Then the contest, the trial of skill, with Klingsor in the lead,
began in earnest. It was not long until he succeeded in overcoming
all the opponents of Ofterdingen with the exception of Wolfram of
Eschenbach,--him he could not conquer.”

At this point the voice ceased speaking, and Fritz waited for several
moments, hoping it would resume the theme, but was disappointed.

“Why,” he asked at last, “could not the mighty Klingsor conquer Wolfram
of Eschenbach?”

Still there was no answer. But after a time the voice went on to say:

“As I told you and your companion, I have watched many generations come
and go. In fact, little has taken place here without my knowledge. I
possess, as I have said before, the greatest of all treasures.”

[Illustration: “_It was the Ivy which had spoken_”]

Then, all of a sudden, something seemed to rivet Fritz’s gaze upon
the rustling leaves of an old vine, which for centuries had hung upon
the castle like a rich, green mantle, and, to his bewilderment, Fritz
realized that it was the Ivy which had spoken.

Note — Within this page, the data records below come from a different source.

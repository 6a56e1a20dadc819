use color_eyre::Result;
use glam::Vec2;
use rand::Rng;
use ratatui::{Terminal, backend::CrosstermBackend};
use std::time::{Duration, Instant};

use crate::animation::Animation;
use crate::clock::{FixedTimestep, TICK, TICK_RATE};
use crate::config::GameConfig;
use crate::entities::{
    Enemy, EnemySpawner, GameState, IdAllocator, Laser, Player, Powerup, PowerupKind,
};
use crate::input::{InputManager, InputSnapshot};
use crate::renderer::{GameRenderer, RenderView};

/// The main application which holds the state and logic of the game.
///
/// Simulation state is public so the update path can be driven directly in
/// tests; the terminal, input, and timing plumbing stays private.
pub struct App {
    running: bool,
    pub config: GameConfig,
    pub game_state: GameState,
    pub player: Player,
    pub enemies: Vec<Enemy>,
    pub lasers: Vec<Laser>,
    pub powerups: Vec<Powerup>,
    pub animations: Vec<Animation>,
    pub spawner: EnemySpawner,
    ids: IdAllocator,
    pub kills: u32,
    pub score: u32,
    /// Simulation ticks since the current run started
    pub tick_count: u64,
    pub elapsed_minutes: u64,
    pub elapsed_seconds: u64,
    /// Current seconds between enemy spawns, tightens as kills accumulate
    pub spawn_interval: f32,
    timestep: FixedTimestep,
    last_frame_time: Instant,
    fps: u32,
    input_manager: InputManager,
    renderer: GameRenderer,
}

impl App {
    /// Construct a new instance of [`App`]. Touches no terminal state, so
    /// tests can build one and drive [`App::update_game`] by hand.
    pub fn new(config: GameConfig) -> Self {
        let mut ids = IdAllocator::new();
        let player = Player::new(ids.allocate(), &config);
        let spawn_interval = config.base_spawn_interval;

        Self {
            running: true,
            game_state: GameState::Playing,
            player,
            enemies: Vec::new(),
            lasers: Vec::new(),
            powerups: Vec::new(),
            animations: Vec::new(),
            spawner: EnemySpawner::new(spawn_interval),
            ids,
            kills: 0,
            score: 0,
            tick_count: 0,
            elapsed_minutes: 0,
            elapsed_seconds: 0,
            spawn_interval,
            timestep: FixedTimestep::new(),
            last_frame_time: Instant::now(),
            fps: 0,
            input_manager: InputManager::new(),
            renderer: GameRenderer::new(),
            config,
        }
    }

    /// Run the application's main loop.
    pub fn run(mut self, terminal: &mut Terminal<CrosstermBackend<std::io::Stdout>>) -> Result<()> {
        log::info!("session started");
        self.last_frame_time = Instant::now();

        while self.running {
            // Calculate FPS from real frame spacing
            let now = Instant::now();
            let frame_time = now.duration_since(self.last_frame_time);
            self.last_frame_time = now;
            if frame_time.as_micros() > 0 {
                self.fps = (1_000_000 / frame_time.as_micros()) as u32;
            }

            self.input_manager.poll_events(self.game_state)?;
            let mut input = self.input_manager.snapshot();

            if input.quit {
                log::info!("quit requested, final score {}", self.score);
                self.running = false;
                continue;
            }
            if input.restart {
                self.reset();
                self.input_manager.consume_edges();
                input.consume_edges();
            }

            // Run however many fixed ticks wall time owes us. A slow frame
            // runs several so game speed never depends on render speed.
            let ticks = self.timestep.advance(frame_time.as_secs_f32());
            for _ in 0..ticks {
                self.update_game(TICK, &input);
                // Press edges count once: the first tick spends them, in
                // the manager too. A frame that yields no ticks leaves
                // them pending for the next frame instead of dropping them
                self.input_manager.consume_edges();
                input.consume_edges();
            }

            terminal.draw(|frame| {
                let view = RenderView {
                    game_state: self.game_state,
                    player: &self.player,
                    enemies: &self.enemies,
                    lasers: &self.lasers,
                    powerups: &self.powerups,
                    animations: &self.animations,
                    kills: self.kills,
                    score: self.score,
                    elapsed_minutes: self.elapsed_minutes,
                    elapsed_seconds: self.elapsed_seconds,
                    frame_count: self.tick_count,
                    fps: self.fps,
                    field_size: Vec2::new(self.config.field_width, self.config.field_height),
                    area: frame.area(),
                };
                self.renderer.render(frame, &view);
            })?;

            // Small sleep to maintain ~60 FPS and prevent CPU spinning
            std::thread::sleep(Duration::from_millis(8));
        }
        Ok(())
    }

    /// One fixed simulation tick.
    ///
    /// The order is deliberate: effects, enemies, lasers, and powerups keep
    /// settling even after the run ends, while the player, the spawner, and
    /// the derived stats stop the moment it does. The tick counter always
    /// advances so leftover drift stays on its curve.
    pub fn update_game(&mut self, dt: f32, input: &InputSnapshot) {
        for animation in &mut self.animations {
            animation.update(dt);
        }
        self.animations.retain(|a| !a.is_finished());

        self.tick_count += 1;

        let field_height = self.config.field_height;
        for enemy in &mut self.enemies {
            enemy.update(dt, &self.config);
        }
        self.enemies.retain(|e| !e.is_past_bottom(field_height));

        for laser in &mut self.lasers {
            laser.update(dt, &self.config);
        }
        self.check_laser_hits();
        self.lasers.retain(|l| !l.collided && !l.is_past_top());
        self.enemies.retain(|e| e.is_alive());

        for powerup in &mut self.powerups {
            powerup.update(dt);
        }
        self.powerups.retain(|p| !p.is_past_bottom(field_height));

        if self.game_state == GameState::GameOver {
            return;
        }

        self.player.update_trail(dt);
        self.player.update_movement(input, dt, &self.config);
        self.player.update_cooldown(dt);
        if input.fire && self.player.can_fire() {
            self.lasers
                .push(Laser::new(self.player.pos, self.player.size, &self.config));
            self.player.reset_cooldown();
        }
        // A bomb with no charges left is a silent no-op
        if input.bomb && self.player.bombs > 0 {
            self.player.bombs -= 1;
            self.bomb_screen();
        }
        self.check_player_collisions();
        self.check_game_over();

        if self.spawner.update(dt, self.spawn_interval) {
            self.spawn_enemy();
        }

        // Derived stats recompute only while playing, which freezes the
        // final score and clock on the death tick
        let total_seconds = self.tick_count / TICK_RATE as u64;
        self.elapsed_minutes = total_seconds / 60;
        self.elapsed_seconds = total_seconds % 60;
        self.score = 30 * self.kills + self.elapsed_seconds as u32;
        self.spawn_interval = (self.config.base_spawn_interval
            - self.config.spawn_interval_step * (self.kills / 5) as f32)
            .max(self.config.spawn_interval_floor);
    }

    /// Resolves laser hits. A laser stops at its first victim, and an enemy
    /// already killed this tick cannot soak a second laser.
    fn check_laser_hits(&mut self) {
        let mut kill_positions = Vec::new();
        for laser in &mut self.lasers {
            if laser.collided {
                continue;
            }
            let laser_box = laser.aabb();
            for enemy in &mut self.enemies {
                if enemy.is_alive() && laser_box.overlaps(&enemy.aabb()) {
                    enemy.kill();
                    laser.collided = true;
                    kill_positions.push(enemy.pos);
                    break;
                }
            }
        }
        for pos in kill_positions {
            self.kills += 1;
            self.animations.push(Animation::explosion(pos));
            self.spawn_milestone_powerup(pos);
        }
    }

    /// Kill milestones drop powerups where the enemy died: the hundredth
    /// kill upgrades the fire rate, every fiftieth otherwise restocks a
    /// bomb. The speed check runs first so kill 100 never yields both.
    fn spawn_milestone_powerup(&mut self, pos: Vec2) {
        if self.kills == 100 {
            self.powerups
                .push(Powerup::new(PowerupKind::Speed, pos, &self.config));
        } else if self.kills % 50 == 0 {
            self.powerups
                .push(Powerup::new(PowerupKind::Bomb, pos, &self.config));
        }
    }

    /// Enemy bodies ram the player for contact damage; powerups that touch
    /// the player are collected. Rammed enemies die without kill credit.
    fn check_player_collisions(&mut self) {
        let player_box = self.player.aabb();

        let mut crash_positions = Vec::new();
        for enemy in &mut self.enemies {
            if enemy.is_alive() && player_box.overlaps(&enemy.aabb()) {
                enemy.kill();
                crash_positions.push(enemy.pos);
            }
        }
        self.enemies.retain(|e| e.is_alive());
        for pos in crash_positions {
            self.animations.push(Animation::explosion(pos));
            self.player.take_damage(self.config.collision_damage);
        }

        let mut collected = Vec::new();
        for (idx, powerup) in self.powerups.iter().enumerate() {
            if player_box.overlaps(&powerup.aabb()) {
                collected.push(idx);
            }
        }
        for idx in collected.into_iter().rev() {
            let powerup = self.powerups.remove(idx);
            powerup.apply(&mut self.player, &self.config);
        }
    }

    /// Flips into game over exactly once, with a final explosion where the
    /// ship was.
    fn check_game_over(&mut self) {
        if self.game_state == GameState::Playing && !self.player.is_alive() {
            self.animations.push(Animation::explosion(self.player.pos));
            self.player.destroy();
            self.game_state = GameState::GameOver;
            log::info!(
                "game over: score {}, kills {}, {:02}:{:02} survived",
                self.score,
                self.kills,
                self.elapsed_minutes,
                self.elapsed_seconds
            );
        }
    }

    /// Spends one bomb charge: every enemy on the field dies at once for
    /// full kill credit, with an explosion each plus a field-wide blast.
    /// Bomb kills never drop milestone powerups.
    fn bomb_screen(&mut self) {
        log::debug!("bomb cleared {} enemies", self.enemies.len());
        self.kills += self.enemies.len() as u32;
        for enemy in &self.enemies {
            self.animations.push(Animation::explosion(enemy.pos));
        }
        self.enemies.clear();
        self.animations.push(Animation::blast(Vec2::new(
            self.config.field_width,
            self.config.field_height,
        )));
    }

    /// Drops a fresh enemy just above the field at a random x with a small
    /// random sideways drift.
    fn spawn_enemy(&mut self) {
        let mut rng = rand::rng();
        let max_x = self.config.field_width - self.config.enemy_size.x;
        let x = rng.random_range(0.0..max_x);
        let drift = rng.random_range(-1.0..1.0);
        self.enemies
            .push(Enemy::new(self.ids.allocate(), x, drift, &self.config));
    }

    /// Returns the session to its starting state with a fresh player. Ids
    /// keep counting up, so entities from the previous run can never be
    /// confused with new ones.
    pub fn reset(&mut self) {
        log::info!("restarting after {} kills", self.kills);
        self.player = Player::new(self.ids.allocate(), &self.config);
        self.enemies.clear();
        self.lasers.clear();
        self.powerups.clear();
        self.animations.clear();
        self.spawner = EnemySpawner::new(self.config.base_spawn_interval);
        self.spawn_interval = self.config.base_spawn_interval;
        self.kills = 0;
        self.score = 0;
        self.tick_count = 0;
        self.elapsed_minutes = 0;
        self.elapsed_seconds = 0;
        self.game_state = GameState::Playing;
    }
}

But what it meant by saying that it possessed the greatest treasure
Fritz did not learn; for when he asked the question, the only sound he
heard was one that came up to him from out of the Marienthal--an echo
of his own words, “the greatest treasure.”



IV.


Katrina had followed her mother into the great, vaultlike hall on the
ground floor of the castle. Then they crossed a narrow passage, where a
door stood open, and out of which came the odour of baking gingerbread
that had tickled Fritz’s nostrils.

Down here in one corner of the castle, on the side where the
morning sun shone brightly, three rooms had been set apart as the
dwelling-place of Rudolf Hofer, caretaker of the castle, his wife, and
their only child. To them the home was very dear, and these three
rooms had for Rudolf many a sweet and sacred memory. It was there
that his parents and grandparents, in fact, many generations of his
ancestors, had dwelt; for, as far back as he could trace it, Rudolf
found that a Hofer had kept the castle keys.

It was to his good wife Frieda, with her refined taste, as well as
thrift, that Rudolf gave full credit for the present cheerfulness of
what might have been a very cold, forbidding habitation. But, instead
of dull lifelessness, every window-ledge was gay with potted plants,
which gave out their treasured blossoms to the sunshine. While it was
to Frieda’s, and even Katrina’s little hands, that the bright rows of
tin and copper vessels, arranged along the kitchen walls, owed their
glint and sparkle, when the firelight shone upon them.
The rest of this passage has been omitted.